10 Percent of Buy Now Pay Later Customers Ambushed By Debt Collectors

14 September, 2021 by Denzil Otieno 5 mins read Category:  Credit Cards Money Personal Finance

As per Citizens Advice, ten percent of buy now pay debt collectors have pursued later shoppers for unpaid debt. Charity’s research also revealed that around one-eighth of the 18 to 34-year-olds using the program had been contacted by or referred to debt collectors.

The buy now pay later option is available at the checkout on retailer websites. Most shoppers prefer this payment option because it spreads the costs while allowing you to avoid pricey credit card debt in the future.

Unfortunately, it has been noted that some individuals wind up spending more than they expected and accumulating debt that they cannot pay back.

The Regulation of Buy Now Pay Later Agreements

The Financial Conduct Authority (FCA) will be responsible for overseeing and regulating interest-free buy now pay later contracts, as stated by the government in February.

According to a Citizens Advice recent study, buy now pay later buyers in the UK were jointly charged £39 million in late charges in the preceding year.

The FCA also commissioned a poll of more than 2,000 adults in the United Kingdom to find out who had used the service in the previous year.

From the poll, ninety-six percent of individuals sent to a debt collector for missing payments stated that they had suffered unfavourable consequences.

Some negative experiences included ignoring calls, emails, and letters if they had something to do with bills, borrowing money to pay off the debt, and poor mental health.

Concerns About Misinformation 

According to a report by The Charity, customer credit agreement information is hidden in small print or terms and conditions, resulting in misinformation.

When asked by Citizens Advice, BNPL businesses admitted that they had referred customers to debt collectors. It was only done as a last option by Klarna, ClearPay, Laybuy, and Openpay. Furthermore, it stressed that debt collectors do not have much authority compared to bailiffs.

Besides, debt collectors don’t usually come to people’s homes, but it does happen periodically, and they don’t have the right to seize their stuff. Moreover, unpaid court judgments prevent bailiffs from seizing a buy now pay later debt.

According to Citizens Advice, a woman in her 60s gave up on her online plant purchase. When she received an email informing her that she had signed up for a buy now pay later deal, the enthusiastic gardener attempted to cancel her transaction.

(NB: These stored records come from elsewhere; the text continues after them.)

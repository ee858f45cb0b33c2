//! Growable Array
//!
//! A dense, zero-indexed sequence backed by a single contiguous buffer.
//! When the buffer is full it is replaced by one `growth_factor` times larger
//! and the live elements are moved across in order, which amortizes `push`
//! to O(1).
//!
//! The buffer holds `Option<T>` slots. Slots `[0, len)` are always `Some`,
//! slots `[len, capacity)` are always `None`, so no element outlives its
//! logical removal.
//!
//! - `get` / `set`: O(1), checked against the logical length
//! - `push`: amortized O(1)
//! - `insert` / `remove`: O(n) shift

use std::cmp::Ordering;
use std::fmt;
use std::ops::{Index, IndexMut};

use crate::config::Config;
use crate::error::{Error, Result};
use crate::profiling;

fn empty_slots<T>(capacity: usize) -> Box<[Option<T>]> {
    std::iter::repeat_with(|| None).take(capacity).collect()
}

/// Largest buffer, in slots, that stays within `isize::MAX` bytes.
fn max_slots<T>() -> usize {
    isize::MAX as usize / std::mem::size_of::<Option<T>>().max(1)
}

fn compare_slots<T: PartialOrd>(a: &Option<T>, b: &Option<T>) -> Result<Ordering> {
    match (a, b) {
        (Some(a), Some(b)) => a.partial_cmp(b).ok_or(Error::Unorderable),
        _ => Ok(a.is_some().cmp(&b.is_some())),
    }
}

/// Bottom-up stable merge sort of the indices in `order` by the slots they
/// point at. Stops at the first undefined comparison.
fn merge_sort_partial<T: PartialOrd>(slots: &[Option<T>], order: &mut Vec<usize>) -> Result<()> {
    let n = order.len();
    let mut merged = order.clone();
    let mut width = 1;
    while width < n {
        for start in (0..n).step_by(2 * width) {
            let mid = (start + width).min(n);
            let end = (start + 2 * width).min(n);
            let (mut left, mut right) = (start, mid);
            for out in &mut merged[start..end] {
                // Right wins only when strictly smaller, which keeps equal items in order.
                let take_right = if left == mid {
                    true
                } else if right == end {
                    false
                } else {
                    compare_slots(&slots[order[right]], &slots[order[left]])? == Ordering::Less
                };
                if take_right {
                    *out = order[right];
                    right += 1;
                } else {
                    *out = order[left];
                    left += 1;
                }
            }
        }
        std::mem::swap(order, &mut merged);
        width *= 2;
    }
    Ok(())
}

/// A generic array that doubles its backing buffer when full.
#[derive(Clone)]
pub struct GrowableArray<T> {
    slots: Box<[Option<T>]>,
    len: usize,
    growth_factor: usize,
}

impl<T> GrowableArray<T> {
    /// Create an empty array with the default capacity of 10.
    pub fn new() -> Self {
        Self::with_config(Config::new())
    }

    pub fn with_capacity(capacity: usize) -> Self {
        Self::with_config(Config::new().with_initial_capacity(capacity))
    }

    pub fn with_config(config: Config) -> Self {
        GrowableArray {
            slots: empty_slots(config.initial_capacity),
            len: 0,
            growth_factor: config.effective_growth_factor(),
        }
    }

    /// Create an array of `len` copies of `value`, with no spare capacity.
    pub fn filled(len: usize, value: T) -> Self
    where
        T: Clone,
    {
        GrowableArray {
            slots: std::iter::repeat_n(value, len).map(Some).collect(),
            len,
            growth_factor: Config::new().effective_growth_factor(),
        }
    }

    /// Create an array of `len` default values, with no spare capacity.
    pub fn with_default(len: usize) -> Self
    where
        T: Default,
    {
        GrowableArray {
            slots: std::iter::repeat_with(|| Some(T::default())).take(len).collect(),
            len,
            growth_factor: Config::new().effective_growth_factor(),
        }
    }

    pub fn len(&self) -> usize {
        self.len
    }

    pub fn is_empty(&self) -> bool {
        self.len == 0
    }

    /// Number of slots in the backing buffer.
    pub fn capacity(&self) -> usize {
        self.slots.len()
    }

    pub fn get(&self, index: usize) -> Result<&T> {
        let len = self.len;
        self.slots[..len]
            .get(index)
            .and_then(Option::as_ref)
            .ok_or(Error::OutOfRange { index, len })
    }

    pub fn get_mut(&mut self, index: usize) -> Result<&mut T> {
        let len = self.len;
        self.slots[..len]
            .get_mut(index)
            .and_then(Option::as_mut)
            .ok_or(Error::OutOfRange { index, len })
    }

    /// Overwrite the element at `index`, returning the previous one.
    pub fn set(&mut self, index: usize, item: T) -> Result<T> {
        let slot = self.get_mut(index)?;
        Ok(std::mem::replace(slot, item))
    }

    pub fn first(&self) -> Option<&T> {
        self.get(0).ok()
    }

    pub fn last(&self) -> Option<&T> {
        let index = self.len.checked_sub(1)?;
        self.get(index).ok()
    }

    pub fn contains(&self, item: &T) -> bool
    where
        T: PartialEq,
    {
        self.iter().any(|other| other == item)
    }

    /// Append an item, growing the buffer first if it is full.
    pub fn push(&mut self, item: T) {
        if self.len == self.capacity() {
            self.grow();
        }
        self.slots[self.len] = Some(item);
        self.len += 1;
    }

    /// Insert an item at `index`, shifting later items right.
    ///
    /// `index == len()` appends.
    pub fn insert(&mut self, index: usize, item: T) -> Result<()> {
        let len = self.len;
        if index > len {
            return Err(Error::OutOfRange { index, len });
        }
        if len == self.capacity() {
            self.grow();
        }
        self.slots[len] = Some(item);
        self.slots[index..=len].rotate_right(1);
        self.len += 1;
        profiling::shift(len - index);
        Ok(())
    }

    /// Remove the item at `index`, shifting later items left.
    pub fn remove(&mut self, index: usize) -> Result<T> {
        let len = self.len;
        let item = self.slots[..len]
            .get_mut(index)
            .and_then(Option::take)
            .ok_or(Error::OutOfRange { index, len })?;

        // Moves the vacated `None` to the end of the live range.
        self.slots[index..len].rotate_left(1);
        self.len -= 1;
        profiling::shift(self.len - index);
        Ok(item)
    }

    pub fn pop(&mut self) -> Option<T> {
        let index = self.len.checked_sub(1)?;
        self.len = index;
        self.slots[index].take()
    }

    /// Drop every element. Capacity is kept.
    pub fn clear(&mut self) {
        let len = self.len;
        for slot in &mut self.slots[..len] {
            *slot = None;
        }
        self.len = 0;
    }

    /// Grow until at least `additional` more items fit without reallocating.
    ///
    /// The new capacity follows the growth policy, so it may exceed
    /// `len() + additional`.
    pub fn reserve(&mut self, additional: usize) {
        let needed = self.len.saturating_add(additional);
        if needed <= self.capacity() {
            return;
        }
        let mut capacity = self.capacity();
        while capacity < needed {
            capacity = self.next_capacity(capacity);
        }
        self.reallocate(capacity);
        profiling::growth(self.len);
    }

    /// Release spare capacity so that `capacity() == len()`.
    pub fn shrink_to_fit(&mut self) {
        if self.capacity() > self.len {
            self.reallocate(self.len);
        }
    }

    /// Sort the live elements in ascending order.
    ///
    /// The sort is stable and never touches the spare slots past `len()`.
    pub fn sort(&mut self)
    where
        T: Ord,
    {
        // `None < Some(_)`, but the live range holds only `Some`.
        self.slots[..self.len].sort();
    }

    pub fn sort_by<F>(&mut self, mut compare: F)
    where
        F: FnMut(&T, &T) -> Ordering,
    {
        self.slots[..self.len].sort_by(|a, b| match (a, b) {
            (Some(a), Some(b)) => compare(a, b),
            _ => a.is_some().cmp(&b.is_some()),
        });
    }

    /// Sort elements that only have a partial order.
    ///
    /// Fails with [`Error::Unorderable`] if any element is not comparable
    /// with itself (such as `NaN`) or if any comparison made while sorting is
    /// undefined. On failure the array is left untouched.
    pub fn try_sort(&mut self) -> Result<()>
    where
        T: PartialOrd,
    {
        let live = &self.slots[..self.len];
        if live.iter().flatten().any(|item| item.partial_cmp(item).is_none()) {
            return Err(Error::Unorderable);
        }

        // Sort a permutation first so a failed comparison leaves no trace.
        let mut order: Vec<usize> = (0..live.len()).collect();
        merge_sort_partial(live, &mut order)?;

        let len = self.len;
        let mut taken: Vec<Option<T>> = self.slots[..len].iter_mut().map(Option::take).collect();
        for (slot, &from) in self.slots.iter_mut().zip(&order) {
            *slot = taken[from].take();
        }
        Ok(())
    }

    pub fn iter(&self) -> Iter<'_, T> {
        Iter {
            inner: self.slots[..self.len].iter(),
        }
    }

    pub fn iter_mut(&mut self) -> IterMut<'_, T> {
        IterMut {
            inner: self.slots[..self.len].iter_mut(),
        }
    }

    /// Next buffer size under the growth policy. Falls back to one extra slot
    /// when multiplying would overflow or exceed the largest possible buffer.
    fn next_capacity(&self, capacity: usize) -> usize {
        let minimum = capacity.saturating_add(1);
        capacity
            .checked_mul(self.growth_factor)
            .filter(|&grown| grown <= max_slots::<T>())
            .map_or(minimum, |grown| grown.max(minimum))
    }

    fn grow(&mut self) {
        let capacity = self.next_capacity(self.capacity());
        self.reallocate(capacity);
        profiling::growth(self.len);
    }

    /// Move the live elements into a fresh buffer of `capacity` slots.
    fn reallocate(&mut self, capacity: usize) {
        let len = self.len;
        debug_assert!(capacity >= len);
        let mut slots = empty_slots(capacity);
        for (new, old) in slots.iter_mut().zip(&mut self.slots[..len]) {
            *new = old.take();
        }
        tracing::trace!(
            old_capacity = self.slots.len(),
            new_capacity = capacity,
            len,
            "reallocated backing buffer"
        );
        self.slots = slots;
    }
}

impl<T> Default for GrowableArray<T> {
    fn default() -> Self {
        Self::new()
    }
}

impl<T: fmt::Debug> fmt::Debug for GrowableArray<T> {
    fn fmt(&self, f: &mut fmt::Formatter<'_>) -> fmt::Result {
        f.debug_list().entries(self.iter()).finish()
    }
}

/// Equality compares live elements only; capacity is ignored.
impl<T: PartialEq> PartialEq for GrowableArray<T> {
    fn eq(&self, other: &Self) -> bool {
        self.len == other.len && self.iter().eq(other.iter())
    }
}

impl<T: Eq> Eq for GrowableArray<T> {}

impl<T> Index<usize> for GrowableArray<T> {
    type Output = T;

    fn index(&self, index: usize) -> &T {
        match self.get(index) {
            Ok(item) => item,
            Err(err) => panic!("{err}"),
        }
    }
}

impl<T> IndexMut<usize> for GrowableArray<T> {
    fn index_mut(&mut self, index: usize) -> &mut T {
        match self.get_mut(index) {
            Ok(item) => item,
            Err(err) => panic!("{err}"),
        }
    }
}

impl<T> From<Vec<T>> for GrowableArray<T> {
    fn from(items: Vec<T>) -> Self {
        let len = items.len();
        GrowableArray {
            slots: items.into_iter().map(Some).collect(),
            len,
            growth_factor: Config::new().effective_growth_factor(),
        }
    }
}

impl<T> Extend<T> for GrowableArray<T> {
    fn extend<I: IntoIterator<Item = T>>(&mut self, iter: I) {
        let iter = iter.into_iter();
        self.reserve(iter.size_hint().0);
        for item in iter {
            self.push(item);
        }
    }
}

impl<T> FromIterator<T> for GrowableArray<T> {
    fn from_iter<I: IntoIterator<Item = T>>(iter: I) -> Self {
        let mut array = GrowableArray::new();
        array.extend(iter);
        array
    }
}

/// Borrowing iterator over the live elements.
pub struct Iter<'a, T> {
    inner: std::slice::Iter<'a, Option<T>>,
}

impl<'a, T> Iterator for Iter<'a, T> {
    type Item = &'a T;

    fn next(&mut self) -> Option<&'a T> {
        self.inner.next().and_then(Option::as_ref)
    }

    fn size_hint(&self) -> (usize, Option<usize>) {
        self.inner.size_hint()
    }
}

impl<T> DoubleEndedIterator for Iter<'_, T> {
    fn next_back(&mut self) -> Option<Self::Item> {
        self.inner.next_back().and_then(Option::as_ref)
    }
}

impl<T> ExactSizeIterator for Iter<'_, T> {}

/// Mutable iterator over the live elements.
pub struct IterMut<'a, T> {
    inner: std::slice::IterMut<'a, Option<T>>,
}

impl<'a, T> Iterator for IterMut<'a, T> {
    type Item = &'a mut T;

    fn next(&mut self) -> Option<&'a mut T> {
        self.inner.next().and_then(Option::as_mut)
    }

    fn size_hint(&self) -> (usize, Option<usize>) {
        self.inner.size_hint()
    }
}

impl<T> DoubleEndedIterator for IterMut<'_, T> {
    fn next_back(&mut self) -> Option<Self::Item> {
        self.inner.next_back().and_then(Option::as_mut)
    }
}

impl<T> ExactSizeIterator for IterMut<'_, T> {}

/// Owning iterator, created by `GrowableArray::into_iter`.
pub struct IntoIter<T> {
    inner: std::vec::IntoIter<Option<T>>,
}

impl<T> Iterator for IntoIter<T> {
    type Item = T;

    fn next(&mut self) -> Option<T> {
        self.inner.next().flatten()
    }

    fn size_hint(&self) -> (usize, Option<usize>) {
        self.inner.size_hint()
    }
}

impl<T> DoubleEndedIterator for IntoIter<T> {
    fn next_back(&mut self) -> Option<T> {
        self.inner.next_back().flatten()
    }
}

impl<T> ExactSizeIterator for IntoIter<T> {}

impl<T> IntoIterator for GrowableArray<T> {
    type Item = T;
    type IntoIter = IntoIter<T>;

    fn into_iter(self) -> IntoIter<T> {
        let mut slots = self.slots.into_vec();
        slots.truncate(self.len);
        IntoIter {
            inner: slots.into_iter(),
        }
    }
}

impl<'a, T> IntoIterator for &'a GrowableArray<T> {
    type Item = &'a T;
    type IntoIter = Iter<'a, T>;

    fn into_iter(self) -> Iter<'a, T> {
        self.iter()
    }
}

impl<'a, T> IntoIterator for &'a mut GrowableArray<T> {
    type Item = &'a mut T;
    type IntoIter = IterMut<'a, T>;

    fn into_iter(self) -> IterMut<'a, T> {
        self.iter_mut()
    }
}

#[cfg(feature = "serde")]
impl<T: serde::Serialize> serde::Serialize for GrowableArray<T> {
    fn serialize<S: serde::Serializer>(&self, serializer: S) -> std::result::Result<S::Ok, S::Error> {
        serializer.collect_seq(self.iter())
    }
}

#[cfg(feature = "serde")]
impl<'de, T: serde::Deserialize<'de>> serde::Deserialize<'de> for GrowableArray<T> {
    fn deserialize<D: serde::Deserializer<'de>>(deserializer: D) -> std::result::Result<Self, D::Error> {
        <Vec<T> as serde::Deserialize<'de>>::deserialize(deserializer).map(GrowableArray::from)
    }
}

In an interview with Citizens Advice, she said she never knew how she ended up purchasing plants on buy now and pay later and, even worse, didn’t have an idea of what it was about. A few days later, she received an email warning of the impending contact with debt collectors.

The poor woman was unable to sleep and afraid that someone would break into her house. Even worse, there were concerns that the woman would develop health problems out of fear. 

The Understanding that Buy Now Pay Later is Credit

Millie Harris, a debt counsellor at Citizens Advice East Devon, expressed her worry that many shoppers did not understand the buy now pay later concept. She revealed that most shoppers were not aware of the consequences if they did not pay.

She (Millie Harris) also confirmed that she has seen many people use it to buy clothes and shoes for their children—giving them the flexibility to pay in instalments. Millie says that shoppers use the buy now pay later but have never perceived it as a debt. 

For example, if you help someone with tens of thousands of pounds in debt and does not realise that buying and paying later is a portion of that total—it’s an unnoticed debt.

Citizens Advice CEO Dame Clare Moriarty stated that smooth purchase now pay later checkout procedures do not need customers to rummage around in the tiny print to know that they’re entering into a credit arrangement and can be sent to debt collectors if they can’t pay.

Citizens Advice recommends that anybody approached by debt collectors must seek free independent debt advice.